** Opening Supplied data block **

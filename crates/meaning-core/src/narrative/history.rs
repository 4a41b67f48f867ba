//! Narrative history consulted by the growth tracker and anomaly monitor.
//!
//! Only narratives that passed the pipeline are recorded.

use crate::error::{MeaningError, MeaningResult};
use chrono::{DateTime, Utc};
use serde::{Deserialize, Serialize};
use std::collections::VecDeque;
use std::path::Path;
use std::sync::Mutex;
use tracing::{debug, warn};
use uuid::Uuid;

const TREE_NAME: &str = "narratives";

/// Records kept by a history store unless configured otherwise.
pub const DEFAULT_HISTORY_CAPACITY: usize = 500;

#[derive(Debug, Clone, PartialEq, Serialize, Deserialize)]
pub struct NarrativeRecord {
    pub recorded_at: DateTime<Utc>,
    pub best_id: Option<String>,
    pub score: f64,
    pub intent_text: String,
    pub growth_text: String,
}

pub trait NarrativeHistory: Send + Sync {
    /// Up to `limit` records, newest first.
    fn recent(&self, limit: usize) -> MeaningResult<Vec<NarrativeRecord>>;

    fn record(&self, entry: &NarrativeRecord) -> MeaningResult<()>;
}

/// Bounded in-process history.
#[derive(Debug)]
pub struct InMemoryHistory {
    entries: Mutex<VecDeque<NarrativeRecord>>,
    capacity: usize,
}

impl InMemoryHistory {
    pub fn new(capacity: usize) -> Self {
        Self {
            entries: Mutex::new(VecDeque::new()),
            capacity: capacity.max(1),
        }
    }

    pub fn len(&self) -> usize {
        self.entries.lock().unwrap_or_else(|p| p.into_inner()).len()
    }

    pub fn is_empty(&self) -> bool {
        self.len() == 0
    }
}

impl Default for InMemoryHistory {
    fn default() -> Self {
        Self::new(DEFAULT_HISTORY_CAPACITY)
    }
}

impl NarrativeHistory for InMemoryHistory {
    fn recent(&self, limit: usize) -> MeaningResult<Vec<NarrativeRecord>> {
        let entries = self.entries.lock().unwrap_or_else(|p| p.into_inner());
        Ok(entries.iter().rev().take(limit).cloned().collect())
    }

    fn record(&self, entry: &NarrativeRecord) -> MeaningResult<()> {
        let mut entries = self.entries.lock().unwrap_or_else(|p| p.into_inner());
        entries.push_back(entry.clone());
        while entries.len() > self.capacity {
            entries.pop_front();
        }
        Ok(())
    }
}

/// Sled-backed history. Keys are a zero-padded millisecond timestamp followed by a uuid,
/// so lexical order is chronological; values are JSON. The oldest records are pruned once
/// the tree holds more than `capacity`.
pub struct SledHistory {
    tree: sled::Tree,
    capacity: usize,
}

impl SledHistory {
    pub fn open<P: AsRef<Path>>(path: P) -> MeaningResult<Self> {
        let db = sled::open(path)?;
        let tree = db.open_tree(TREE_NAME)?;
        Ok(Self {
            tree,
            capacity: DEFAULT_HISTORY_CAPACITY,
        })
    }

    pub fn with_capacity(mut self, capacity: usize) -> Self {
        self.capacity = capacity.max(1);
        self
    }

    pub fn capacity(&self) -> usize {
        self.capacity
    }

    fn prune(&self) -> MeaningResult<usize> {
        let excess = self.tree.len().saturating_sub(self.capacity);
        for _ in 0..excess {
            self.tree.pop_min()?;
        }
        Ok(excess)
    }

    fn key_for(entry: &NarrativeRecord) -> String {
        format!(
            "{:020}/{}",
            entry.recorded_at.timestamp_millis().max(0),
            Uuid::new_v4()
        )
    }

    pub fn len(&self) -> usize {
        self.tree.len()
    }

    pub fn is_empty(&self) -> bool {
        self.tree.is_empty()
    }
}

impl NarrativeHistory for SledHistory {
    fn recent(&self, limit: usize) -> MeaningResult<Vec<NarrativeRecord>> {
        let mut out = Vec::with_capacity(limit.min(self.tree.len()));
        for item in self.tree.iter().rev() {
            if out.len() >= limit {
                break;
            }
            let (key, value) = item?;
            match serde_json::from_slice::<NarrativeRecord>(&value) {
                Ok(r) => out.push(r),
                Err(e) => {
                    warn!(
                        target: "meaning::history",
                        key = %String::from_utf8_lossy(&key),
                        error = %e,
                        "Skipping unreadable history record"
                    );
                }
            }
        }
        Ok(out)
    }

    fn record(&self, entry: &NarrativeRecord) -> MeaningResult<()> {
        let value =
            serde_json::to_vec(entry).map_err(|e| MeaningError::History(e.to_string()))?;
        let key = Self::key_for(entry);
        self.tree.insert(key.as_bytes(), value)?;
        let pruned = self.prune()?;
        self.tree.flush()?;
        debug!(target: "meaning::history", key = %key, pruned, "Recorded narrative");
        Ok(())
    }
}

** Closing Supplied data block **

## About this exercise
Which lines above include the word "excess"? Show each one.

## Answer below
        let excess = self.tree.len().saturating_sub(self.capacity);
        for _ in 0..excess {
        Ok(excess)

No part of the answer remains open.